Useful concepts are: processes, priorities, nice, running, sleeping, zombie, time slice. Each thing that can be run is a process, the priority is how much you would like it to run, nice is a way to lower (or raise) that priority. Processes can be running, sleeping waiting their turn to run, or a zombie which is something left around that can’t do anything anymore. Just had a check - I left out stopped, which I think is something that needs to be started again.

The key then is to apply a decent algorithm that gives each process a turn, but while a process is having its turn the priority reduces so that no process will miss out for long. Swapping processes in and out switches the context and the OS will try to do this fast enough so multi-tasking appears to work even though the reality may well be that the machine only has one processor. 

OK well my time slice on this task is now up and I will switch to something else (sleeping). I hope that there is enough here to help me think about how actions in life can also be viewed as processes. I want to explore what can be done to help control these: process lists, contexts, priorities and time slices. I think the answer will look a lot like David Allen’s Getting Things Done and that will be good as that opens up some tools that can be used to help.

Life thrash!

April 22, 2008

I feel that just as computers suffer from disk thrash when asked to do too much and spend all the time just swapping things in from disk and back again, I am suffering from Life Thrash - switching attention from one thing to another and not completing tasks.

Having recognised this I want to do something about it! I have a Computer Science background and in the past lectured on operating systems and how computers behave and algorithms and tools that made things work better, matched things to memory and resources and gave everything appropriate priority.  I used to like teaching about the Unix (BSD) way to do things and how it assigned what should happen next. 
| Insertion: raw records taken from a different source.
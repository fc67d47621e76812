//! Proximity search: CEP → origin → ranked nearby resellers.

use std::sync::Arc;

use revloc_core::{
    haversine_km, is_known_distance, postal_code, AppConfig, Coordinates, Reseller, SearchResult,
};
use revloc_geo::PostalCodeResolver;
use serde::{Deserialize, Serialize};
use thiserror::Error;

use crate::store::{ResellerStore, StoreError};

pub const INVALID_CEP_MESSAGE: &str = "Invalid CEP. Use the format 00000-000 or 00000000.";
pub const ORIGIN_NOT_FOUND_MESSAGE: &str = "Could not locate the informed CEP.";
pub const NO_RESELLERS_MESSAGE: &str = "No resellers found.";
pub const NONE_NEARBY_MESSAGE: &str = "No resellers found near the informed CEP.";

/// Upper bound for a per-request result limit.
pub const MAX_LIMIT: usize = 100;

#[derive(Debug, Error)]
pub enum SearchError {
    #[error("failed to load resellers: {0}")]
    Persistence(#[from] StoreError),
}

#[derive(Debug, Clone, Copy, PartialEq)]
pub struct SearchSettings {
    pub max_distance_km: f64,
    pub limit: usize,
}

impl Default for SearchSettings {
    fn default() -> Self {
        Self {
            max_distance_km: 50.0,
            limit: 10,
        }
    }
}

impl SearchSettings {
    #[must_use]
    pub fn from_app_config(config: &AppConfig) -> Self {
        Self {
            max_distance_km: config.search_max_distance_km,
            limit: config.search_limit,
        }
    }
}

#[derive(Debug, Clone, Default, Deserialize)]
pub struct SearchRequest {
    pub cep: String,
    #[serde(default)]
    pub max_distance_km: Option<f64>,
    #[serde(default)]
    pub limit: Option<usize>,
}

impl SearchRequest {
    #[must_use]
    pub fn new(cep: impl Into<String>) -> Self {
        Self {
            cep: cep.into(),
            ..Self::default()
        }
    }
}

#[derive(Debug, Clone, PartialEq, Serialize)]
pub struct SearchOutcome {
    pub success: bool,
    pub results: Vec<SearchResult>,
    pub message: Option<String>,
}

impl SearchOutcome {
    fn empty(success: bool, message: &str) -> Self {
        Self {
            success,
            results: Vec::new(),
            message: Some(message.to_string()),
        }
    }
}

pub struct ProximitySearchEngine {
    resolver: PostalCodeResolver,
    store: Arc<dyn ResellerStore>,
    settings: SearchSettings,
}

impl ProximitySearchEngine {
    #[must_use]
    pub fn new(
        resolver: PostalCodeResolver,
        store: Arc<dyn ResellerStore>,
        settings: SearchSettings,
    ) -> Self {
        Self {
            resolver,
            store,
            settings,
        }
    }

    #[must_use]
    pub fn settings(&self) -> SearchSettings {
        self.settings
    }

    /// Find the resellers nearest to a CEP.
    ///
    /// Every outcome other than a store failure is an `Ok`: bad input and
    /// empty results come back as a [`SearchOutcome`] with a message.
    ///
    /// # Errors
    ///
    /// Returns [`SearchError::Persistence`] if the candidate list cannot be
    /// loaded.
    pub async fn search(&self, request: &SearchRequest) -> Result<SearchOutcome, SearchError> {
        if !postal_code::validate(&request.cep) {
            return Ok(SearchOutcome::empty(false, INVALID_CEP_MESSAGE));
        }

        let Some(origin) = self.resolver.resolve(&request.cep).await else {
            return Ok(SearchOutcome::empty(true, ORIGIN_NOT_FOUND_MESSAGE));
        };

        let candidates = self.store.list_searchable().await?;
        if candidates.is_empty() {
            return Ok(SearchOutcome::empty(true, NO_RESELLERS_MESSAGE));
        }

        let max_distance_km = request
            .max_distance_km
            .filter(|d| d.is_finite() && *d > 0.0)
            .unwrap_or(self.settings.max_distance_km);
        let limit = request
            .limit
            .map_or(self.settings.limit, |l| l.clamp(1, MAX_LIMIT));

        let results = rank(origin, &candidates, max_distance_km, limit);
        tracing::info!(
            cep = %postal_code::format(&request.cep),
            candidates = candidates.len(),
            results = results.len(),
            max_distance_km,
            "proximity search complete"
        );

        if results.is_empty() {
            return Ok(SearchOutcome::empty(true, NONE_NEARBY_MESSAGE));
        }
        Ok(SearchOutcome {
            success: true,
            results,
            message: None,
        })
    }
}

/// Distance-rank `candidates` around `origin`.
///
/// Candidates without coordinates or with an unknown distance are skipped.
/// The sort is stable, so equal distances keep their input order.
#[must_use]
pub fn rank(
    origin: Coordinates,
    candidates: &[Reseller],
    max_distance_km: f64,
    limit: usize,
) -> Vec<SearchResult> {
    let mut ranked: Vec<SearchResult> = candidates
        .iter()
        .filter_map(|reseller| {
            let Some(coordinates) = reseller.coordinates else {
                tracing::warn!(id = %reseller.id, "search candidate without coordinates");
                return None;
            };
            let distance = haversine_km(origin, coordinates);
            if !is_known_distance(distance) {
                tracing::debug!(id = %reseller.id, "skipping candidate with unknown distance");
                return None;
            }
            (distance <= max_distance_km).then(|| SearchResult::from_reseller(reseller, distance))
        })
        .collect();

    ranked.sort_by(|a, b| a.distance.total_cmp(&b.distance));
    ranked.truncate(limit);
    ranked
}

#[cfg(test)]
#[path = "search_test.rs"]
mod tests;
So this short post (not least as it is past 1am) is a marker that I am going to work on Life Thrash a bit more, play with the tools that help (again!) and see where I go. I said to Will today I needed to post a declaration to get past this and stop “post about Life Thrash” adding to the  multi-tasking load. So I have.

Let down by Flickr!

March 10, 2008

I am at a conference making some blog entries across at my OCHRE OpenLearn blog. I was taking pictures to illustrate by blog about Marsha Lovett’s presentation and it was not working. Strange error messages resulted asking me to “checktickets”. Looking at the Flickr blog they know about it as their “farm1″ is down. I am sure they will fix it soon but it does seem strange to have one of the major Web2.0 sites not working. I could of course find other solutions but for the moment I will wait it out and add the pictures a bit later.